Famed U.K. codebreaking centre to be new College of Cybersecurity

There is an old industrial-looking building in faded hues on the edge of a housing estate in the English town of Milton Keynes. It has broken windowpanes, peeling paint and the blank stare of a past that time seems to have forgotten.

But the derelict walls once throbbed with all the excitement and pressures of wartime Britain. They were — and still are — a part of Bletchley Park, home to the country's famed codebreakers during the Second World War.

Now the building is being called out of retirement, slated to house a brand new generation of codebreakers at the U.K.'s first ever National College of Cybersecurity.

It's long overdue, according to Oscar O'Connor, chief technology officer for Qufaro, a private consortium of cyber-industry experts and advocates driving and funding the project.
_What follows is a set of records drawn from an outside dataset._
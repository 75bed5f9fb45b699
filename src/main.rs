use hyper::server::conn::http1;
use hyper::service::service_fn;
use hyper_util::rt::TokioIo;
use socket2::{Domain, Protocol, Socket, Type};
use std::net::SocketAddr;
use std::path::Path;
use std::sync::Arc;
use tokio::net::TcpListener;

mod api;
mod config;
mod handler;
mod http;
mod logger;
mod storage;

fn main() -> Result<(), Box<dyn std::error::Error>> {
    if wants_help() {
        print_usage();
        return Ok(());
    }

    let cfg = config::Config::load_from("config")?;
    logger::init(&cfg)?;

    let mut runtime_builder = tokio::runtime::Builder::new_multi_thread();
    runtime_builder.enable_all();
    if let Some(workers) = cfg.server.workers {
        runtime_builder.worker_threads(workers);
    }
    let runtime = runtime_builder.build()?;

    runtime.block_on(async_main(cfg))
}

fn wants_help() -> bool {
    std::env::args()
        .nth(1)
        .is_some_and(|arg| matches!(arg.as_str(), "-h" | "--help" | "help"))
}

fn print_usage() {
    println!(
        "\
Usage Analytics Dashboard Server

Usage:
    dashboard_server              Start the server
    dashboard_server -h           Show this help message

Configuration is read from config.toml (optional) and SERVER_*
environment variables. Defaults bind http://127.0.0.1:8081.

Endpoints:
    GET  /<path>                  Static dashboard assets
    POST /api/upload              Multipart upload (fields: file, type)
    GET  /api/files/<type>        JSON listing of uploaded files

Uploaded data is stored under data/usage/ (.json, .jsonl) and
data/users/ (.csv); both directories are created at startup."
    );
}

async fn async_main(cfg: config::Config) -> Result<(), Box<dyn std::error::Error>> {
    let addr = cfg.socket_addr()?;

    // Directory bootstrap happens before the listener starts accepting
    storage::ensure_layout(Path::new(&cfg.storage.data_dir))?;
    logger::log_data_dirs_ready(&cfg.storage.data_dir);

    let listener = match create_reusable_listener(addr) {
        Ok(listener) => listener,
        Err(e) => {
            logger::log_bind_failed(&addr, &e);
            return Err(e.into());
        }
    };

    let config = Arc::new(cfg);
    logger::log_server_start(&addr, &config);

    run_server(listener, config).await
}

/// Accept connections until a shutdown signal arrives
async fn run_server(
    listener: TcpListener,
    config: Arc<config::Config>,
) -> Result<(), Box<dyn std::error::Error>> {
    let shutdown = shutdown_signal();
    tokio::pin!(shutdown);

    loop {
        tokio::select! {
            accept_result = listener.accept() => {
                match accept_result {
                    Ok((stream, peer_addr)) => {
                        handle_connection(stream, peer_addr, Arc::clone(&config));
                    }
                    Err(e) => {
                        logger::log_error(&format!("Failed to accept connection: {e}"));
                    }
                }
            }

            () = &mut shutdown => {
                logger::log_shutdown();
                return Ok(());
            }
        }
    }
}

/// Handle a single connection in a spawned task
///
/// Wraps the stream for hyper, serves HTTP/1.1 with keep-alive, and bounds
/// the whole exchange with the configured request timeout.
fn handle_connection(
    stream: tokio::net::TcpStream,
    peer_addr: SocketAddr,
    config: Arc<config::Config>,
) {
    tokio::spawn(async move {
        let io = TokioIo::new(stream);
        let timeout_duration =
            std::time::Duration::from_secs(config.performance.request_timeout);

        let mut builder = http1::Builder::new();
        if config.performance.keep_alive_timeout > 0 {
            builder.keep_alive(true);
        }

        let service_config = Arc::clone(&config);
        let conn = builder.serve_connection(
            io,
            service_fn(move |req| {
                handler::handle_request(req, peer_addr, Arc::clone(&service_config))
            }),
        );

        match tokio::time::timeout(timeout_duration, conn).await {
            Ok(Ok(())) => {}
            Ok(Err(err)) => logger::log_connection_error(&err),
            Err(_) => logger::log_warning(&format!(
                "Connection timeout after {} seconds",
                timeout_duration.as_secs()
            )),
        }
    });
}

/// Wait for SIGINT or SIGTERM (Unix)
#[cfg(unix)]
async fn shutdown_signal() {
    use tokio::signal::unix::{signal, SignalKind};

    let mut sigterm =
        signal(SignalKind::terminate()).expect("Failed to register SIGTERM handler");
    let mut sigint =
        signal(SignalKind::interrupt()).expect("Failed to register SIGINT handler");

    tokio::select! {
        _ = sigterm.recv() => {}
        _ = sigint.recv() => {}
    }
}

/// Windows fallback - only handles Ctrl+C
#[cfg(not(unix))]
async fn shutdown_signal() {
    if let Err(e) = tokio::signal::ctrl_c().await {
        logger::log_error(&format!("Failed to listen for Ctrl+C: {e}"));
        std::future::pending::<()>().await;
    }
}

/// Create a `TcpListener` with `SO_REUSEADDR` enabled
///
/// Lets the dev server rebind its port immediately after a restart while
/// the previous socket is still in TIME_WAIT.
fn create_reusable_listener(addr: SocketAddr) -> std::io::Result<TcpListener> {
    let domain = if addr.is_ipv4() {
        Domain::IPV4
    } else {
        Domain::IPV6
    };

    let socket = Socket::new(domain, Type::STREAM, Some(Protocol::TCP))?;
    socket.set_reuse_address(true)?;
    socket.set_nonblocking(true)?;
    socket.bind(&addr.into())?;
    socket.listen(128)?;

    let std_listener: std::net::TcpListener = socket.into();
    TcpListener::from_std(std_listener)
}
"The explosion of the internet means that devices that you wouldn't think of as a potential target area are really very easy to compromise," he said while touring the site of the school due for completion in 2018.

"We have to find new ways of thinking about the implications of what it is we want to do with the technology," he said.
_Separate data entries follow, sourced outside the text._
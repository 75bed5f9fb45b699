//! HTTP protocol layer module
//!
//! Provides HTTP protocol-related base functionality, decoupled from
//! specific business logic.

pub mod mime;
pub mod response;

// Re-export commonly used builders
pub use response::{
    apply_cors, build_404_response, build_405_response, build_413_response,
    build_file_response, build_options_response,
};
"There are people out there, organized crime networks and nation states, who spend a great deal of money trying to figure out ways to use the stuff we buy for perfectly legitimate purposes — to subvert us, the organizations we work with and the countries we live in."

Prodigies wanted

Tuition will be free and places will be offered to "the U.K.'s most gifted 16- to 19-year-old prodigies," according to Qufaro.
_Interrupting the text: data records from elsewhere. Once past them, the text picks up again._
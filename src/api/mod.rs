// API module entry
// Upload and file-listing endpoints under /api/

mod files;
mod response;
mod types;
mod upload;

use crate::config::Config;
use http_body_util::Full;
use hyper::body::Bytes;
use hyper::Response;

pub use files::handle_list;
pub use response::{bad_request, not_found};
pub use upload::handle_upload;

/// Dispatch a GET request under `/api/`
pub async fn handle_api_get(path: &str, config: &Config) -> Response<Full<Bytes>> {
    if let Some(segment) = path.strip_prefix("/api/files/") {
        if segment.is_empty() {
            return bad_request("Invalid file list request");
        }
        if !segment.contains('/') {
            return handle_list(segment, config).await;
        }
    }
    not_found()
}

#[cfg(test)]
mod tests {
    use super::*;
    use crate::config;
    use hyper::StatusCode;
    use tempfile::TempDir;

    #[tokio::test]
    async fn test_unknown_api_path_is_404() {
        let tmp = TempDir::new().unwrap();
        let cfg = config::test_config(tmp.path());
        let response = handle_api_get("/api/status", &cfg).await;
        assert_eq!(response.status(), StatusCode::NOT_FOUND);
    }

    #[tokio::test]
    async fn test_empty_kind_segment_is_400() {
        let tmp = TempDir::new().unwrap();
        let cfg = config::test_config(tmp.path());
        let response = handle_api_get("/api/files/", &cfg).await;
        assert_eq!(response.status(), StatusCode::BAD_REQUEST);
    }

    #[tokio::test]
    async fn test_nested_kind_segment_is_404() {
        let tmp = TempDir::new().unwrap();
        let cfg = config::test_config(tmp.path());
        let response = handle_api_get("/api/files/usage/extra", &cfg).await;
        assert_eq!(response.status(), StatusCode::NOT_FOUND);
    }
}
The group says Britain isn't developing enough talent quickly enough to defend against the growing threat of hacking and other forms of cybercrime, from sabotage, to industrial espionage to old-fashioned spying.

They're looking for what they call "raw talent."

"That may be advanced coding skills," says O'Connor. "It may be cryptography, it may be behaviour — you know, that they can intrinsically think like an adversary. And we need all of those skills."

Qufaro clearly hopes placing the school at Bletchley Park will put it on the map, marrying a storied past with what the consortium promises will be a "pioneering security technology centre."

G Block, as the crumbling building was known during the war, was the section of the top-secret facility devoted to breaking codes intercepted from Nazi Germany's high command. Mathematician Alan Turing led a team that cracked the German Enigma code.

"It was actually in this building where the first messages were decrypted that told us about the Holocaust," said O'Connor.

Britain's National Museum of Computing is also on the Bletchley site. That's where you can catch a glimpse of "Colossus" — or at least a replica of the original, which the museum says was the world's first electronic, semi-programmable computer, created by the Bletchley team during the war.

Margaret Sale, a trustee at the museum and a member of Qufaro, sees a link between the original cryptographers at Bletchley and the type of students the new cyber college wants to attract.

"They were rather special," she says of the wartime generation of codebreakers. "What we're aiming for with G Block, in fact, is to pick out the youngsters with extra talents, the people who don't just take things at face value."

'James Bond moment'

Few Brits knew that Bletchley Park even existed until the 1970s because of secrecy laws.

Mary Every, now in her 90s, was recruited by British intelligence to work at Bletchley as a young woman.

One of her first assignments was to turn up at a Soho wine shop in London with a code word.

She calls it her only real "James Bond moment." When she delivered the word, she says, she was taken to a room upstairs.

"There was a senior RAF officer sitting there, behind a desk," she said. "And on the desk were a series of coloured telephones. Well, in those days, I had never seen a coloured telephone; they were always black. And he was talking on two, in two different languages!"

Every was then sent on a crash course to learn Japanese before arriving at Bletchley Park to work on messages intercepted from Germany's ally, Japan.

"I mean, I could tell you how to bomb an airfield, but I couldn't tell you how to have a cup of tea," she jokes.

Every isn't a fan of the internet, saying it compromises security on all levels. She worries about the lack of government involvement in the planned college. And, unlike Margaret Sale, she doesn't see a link between herself and the potential codebreakers of today.

"I mean, I don't even recognize how some of them think," she said. "It's such a different world, it's impossible for you to realize what the world that I grew up in was like."

But the new cyber school's backers say placing the college at Bletchley Park will help bridge that gap.

They also say the talent pool they create will benefit government and industry alike, preparing students for the workforce or university-level studies.

Wartime Bletchley was originally run by the government's Code and Cypher School, which evolved into what is today Britain's Government Communications Headquarters or GCHQ, another spy agency.

"The concept ... is interesting, especially if it can provide a pathway for talented students from schools that are not able to provide the support they need," GCHQ said in a statement about the college. "We wish Qufaro well in the endeavor."

The guardians of the Bletchley memory, like Every and Sale, are wishing it well, too, hoping that it will remind people of just how advanced — and how critical to winning the war — Britain's codebreakers were.

Much rather that than a faded building lost in cobwebs and sinking under the weight of time.

A look to the future, with a nod to the past.